During the interview with Xinhua, she gets an incoming call. "It was an old woman," she says. "She just called to ask about the patient who accepted her son's organ."

In the past four years, Li has been involved in 80 donation cases, over half of the total number in Hunan.

However, she admits that she is always under great pressure.

Xinhua asked an official with the China Organ Donation Administrative Center about working conditions for organ donation coordinators. Most leave the job after just one year, and very few survive for more than four years, according to the official, who declined to be named.

After signing an agreement, Li usually retreats into a hospital garden where she can be alone for one or two hours.

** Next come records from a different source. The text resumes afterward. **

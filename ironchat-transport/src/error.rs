//! Error types for transport operations.

use thiserror::Error;

/// Error type for transport operations.
#[derive(Debug, Error)]
pub enum TransportError {
    /// IO error.
    #[error("IO error: {0}")]
    Io(#[from] std::io::Error),

    /// Connection timeout.
    #[error("connection timeout")]
    ConnectTimeout,

    /// Connection closed.
    #[error("connection closed")]
    ConnectionClosed,

    /// Line exceeds the configured maximum.
    #[error("line too long: {size} bytes exceeds maximum {max} bytes")]
    LineTooLong {
        /// Bytes buffered without finding a delimiter.
        size: usize,
        /// Maximum allowed line length.
        max: usize,
    },

    /// Outbound line cannot be framed.
    #[error("invalid line: {message}")]
    InvalidLine {
        /// Error message.
        message: String,
    },

    /// Address parse error.
    #[error("address parse error: {0}")]
    AddrParse(#[from] std::net::AddrParseError),

    /// Executor error.
    #[error("executor error: {message}")]
    Executor {
        /// Error message.
        message: String,
    },
}

impl TransportError {
    /// Creates a line too long error.
    pub fn line_too_long(size: usize, max: usize) -> Self {
        Self::LineTooLong { size, max }
    }

    /// Creates an invalid line error.
    pub fn invalid_line(message: impl Into<String>) -> Self {
        Self::InvalidLine {
            message: message.into(),
        }
    }

    /// Creates an executor error.
    pub fn executor(message: impl Into<String>) -> Self {
        Self::Executor {
            message: message.into(),
        }
    }

    /// Returns true if the error means the peer went away rather than
    /// something being wrong locally.
    #[must_use]
    pub fn is_disconnect(&self) -> bool {
        match self {
            Self::ConnectionClosed => true,
            Self::Io(e) => matches!(
                e.kind(),
                std::io::ErrorKind::ConnectionReset
                    | std::io::ErrorKind::ConnectionAborted
                    | std::io::ErrorKind::BrokenPipe
                    | std::io::ErrorKind::UnexpectedEof
            ),
            _ => false,
        }
    }
}

#[cfg(test)]
mod tests {
    use super::*;

    #[test]
    fn test_line_too_long_display() {
        let err = TransportError::line_too_long(70_000, 65_536);
        assert_eq!(
            err.to_string(),
            "line too long: 70000 bytes exceeds maximum 65536 bytes"
        );
    }

    #[test]
    fn test_is_disconnect() {
        let reset = std::io::Error::from(std::io::ErrorKind::ConnectionReset);
        assert!(TransportError::from(reset).is_disconnect());
        assert!(TransportError::ConnectionClosed.is_disconnect());
        assert!(!TransportError::ConnectTimeout.is_disconnect());
        assert!(!TransportError::invalid_line("x").is_disconnect());
    }
}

"I sometime ask myself why I do what I do," she says. But the patients thanking her after a successful organ transplant make it all worthwhile.

Since its introduction, the organ donation system has helped with 1,611 cases across China, with 4,382 organs donated.

But in Li's view, that is still far from enough.

"In some developed countries, like the United States, the ratio of supply and demand of human organs is one to three, but in China, it is one to 30," she explains.

Li notes that she has a dream that more and more people can break with tradition and understand the significance of organ donation. "I hope more people can write their names on a donation agreement form, so that when their lives come to an end, they can give another person a chance to live."